Disse ter tentado perceber como foi possível que os abusos ocorressem durante tantos anos sem denúncias, tentando compreender quais os mecanismos instalados numa diocese ou numa universidade que "tornavam possível que o abuso não fosse denunciado e fosse encoberto".
"Fiquei impressionado por ter encontrado várias peças teológicas em que não se reflete no que isto significa e implica para as vítimas", disse, a propósito de ser recente a atenção da igreja para uma visão mais sistémica do problema.

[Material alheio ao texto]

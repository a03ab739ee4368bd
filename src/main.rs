use anyhow::{Context, Result};
use clap::CommandFactory;
use meow::cli::output::{style, CROSS, WARN};
use meow::cli::push_target;
use meow::cli::suggest::GitSuggester;
use meow::cli::terminal_output::TerminalReporter;
use meow::cli::{parse_request, Cli, Request};
use meow::core::settings::Settings;
use meow::execution::{
    ExecOptions, ExecutionError, Interrupt, PipelineOrchestrator, ProcessRunner, Reporter,
    SystemSpawner,
};
use meow::Pipeline;
use std::path::PathBuf;
use std::sync::Arc;
use tracing::debug;
use tracing_subscriber::{EnvFilter, FmtSubscriber};

/// Exit code for invalid options or settings
const CONFIG_ERROR_EXIT_CODE: i32 = 2;

#[tokio::main]
async fn main() -> Result<()> {
    let args: Vec<String> = std::env::args().collect();
    let cwd = std::env::current_dir().context("Failed to read the current directory")?;

    if args.len() == 1 {
        Cli::command().print_help()?;
        println!("\ncurrent directory: {}", style(cwd.display()).bold());
        std::process::exit(1);
    }

    let request = match parse_request(args) {
        Ok(request) => request,
        Err(e) => e.exit(),
    };

    // Initialize logging
    let verbose = matches!(&request, Request::Pipeline(cli) if cli.verbose);
    let default_level = if verbose { "debug" } else { "warn" };
    let filter =
        EnvFilter::try_from_default_env().unwrap_or_else(|_| EnvFilter::new(default_level));
    let subscriber = FmtSubscriber::builder()
        .with_env_filter(filter)
        .with_writer(std::io::stderr)
        .finish();
    tracing::subscriber::set_global_default(subscriber)
        .context("Failed to set logging subscriber")?;

    let interrupt = Interrupt::on_ctrl_c();
    let exit_code = match request {
        Request::Passthrough(git_args) => run_passthrough(git_args, cwd, interrupt).await,
        Request::Pipeline(cli) => run_pipeline(*cli, cwd, interrupt).await,
    };

    debug!("Exiting with code {}", exit_code);
    std::process::exit(exit_code);
}

/// Run a single git command with the terminal handed over
async fn run_passthrough(git_args: Vec<String>, cwd: PathBuf, interrupt: Interrupt) -> i32 {
    let reporter: Arc<dyn Reporter> = Arc::new(TerminalReporter::new(false));
    let runner = ProcessRunner::new(SystemSpawner, reporter.clone(), interrupt, cwd);

    let mut command = vec!["git".to_string()];
    command.extend(git_args);

    match runner.execute(&command, ExecOptions::interactive()).await {
        Ok(_) => 0,
        Err(ExecutionError::Interrupted) => {
            reporter.report_error("operation cancelled by user");
            ExecutionError::Interrupted.exit_code()
        }
        Err(e @ ExecutionError::Spawn { .. }) => {
            reporter.report_error(&e.to_string());
            e.exit_code()
        }
        Err(e) => e.exit_code(),
    }
}

async fn run_pipeline(cli: Cli, cwd: PathBuf, interrupt: Interrupt) -> i32 {
    println!(
        "{} {}",
        style("meow").magenta().bold(),
        style(format!("v{}", env!("CARGO_PKG_VERSION"))).cyan()
    );
    println!("current directory: {}", style(cwd.display()).bold());

    let settings = match Settings::discover(cli.config_path(), &cwd) {
        Ok(settings) => settings,
        Err(e) => return config_error(&e),
    };
    let mut config = match cli.to_configuration(&settings) {
        Ok(config) => config,
        Err(e) => return config_error(&e),
    };

    if config.dry_run {
        println!("{}", style("dry run").magenta().bold());
    }

    if let Some(preference) = cli.push_preference(&settings) {
        config.push_target = push_target::resolve(&cwd, &preference).await;
        if config.push_target.is_none() {
            debug!("No remote or branch to push to, skipping push");
            println!(
                "{}{}",
                WARN,
                style("could not determine where to push; skipping push").yellow()
            );
        }
    }

    let mut pipeline = Pipeline::from_config(&config);
    let reporter: Arc<dyn Reporter> = Arc::new(TerminalReporter::new(config.quiet));
    let runner = ProcessRunner::new(SystemSpawner, reporter.clone(), interrupt, cwd);
    let orchestrator = PipelineOrchestrator::new(runner, reporter, Arc::new(GitSuggester::new()));

    let outcome = orchestrator.run(&mut pipeline, &config).await;
    outcome.exit_code
}

fn config_error(error: &dyn std::fmt::Display) -> i32 {
    eprintln!("{}{} {}", CROSS, style("error:").red().bold(), error);
    CONFIG_ERROR_EXIT_CODE
}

"Deixa-me triste e não consigo compreender racionalmente porque tornam tão difícil conhecer a verdade", afirmou sobre os mecanismos de ocultação instalados.
Hans Zollner sublinhou que "todas as lideranças cometem erros", mas "quando se admitem, as pessoas perdoam, quando se negam, as pessoas deixam de acreditar em nós".
"Se acreditamos no perdão individual, porque não para instituições? Porque não pedimos desculpa?", questionou a propósito da postura da própria igreja católica face à doutrina que prega.
Mais tarde, numa sessão em que proferiu uma palestra, Hans Zollner lembrou que a sexualidade "é uma arma até na guerra" e defendeu que "é uma ilusão pensarmos que a violência sexual vai desaparecer".
"Vai continuar enquanto a humanidade existir. O que podemos fazer é educarmo-nos e as instituições criarem espaços de segurança", disse.
A Comissão Independente do Estudo sobre Abuso Sexual de Crianças na Igreja Católica Portuguesa (CI) está a trabalhar desde o início do ano na recolha de testemunhos e denúncias de abusos sexuais na igreja católica e no final dos trabalhos deve produzir um relatório para ser entregue à Conferência Episcopal Portuguesa (CEP), que teve a iniciativa de criar a CI.
Hoje, a comissão anunciou que há 326 depoimentos de vítimas recolhidos.
As denúncias e testemunhos podem chegar à comissão através do preenchimento de um inquérito 'online' em darvozaosilencio.org, através do número de telemóvel +351917110000 (diariamente entre as 10:00 e as 20:00), por correio eletrónico, em geral@darvozaosilencio.org e por carta para "Comissão Independente", Apartado 012079, EC Picoas 1061-011 Lisboa.
A comissão, presidida pelo pedopsiquiatra Pedro Strecht, integra ainda a investigadora e socióloga Ana Nunes Almeida, o psiquiatra Daniel Sampaio, a assistente social e terapeuta familiar Filipa Tavares e a realizadora Catarina Vasconcelos.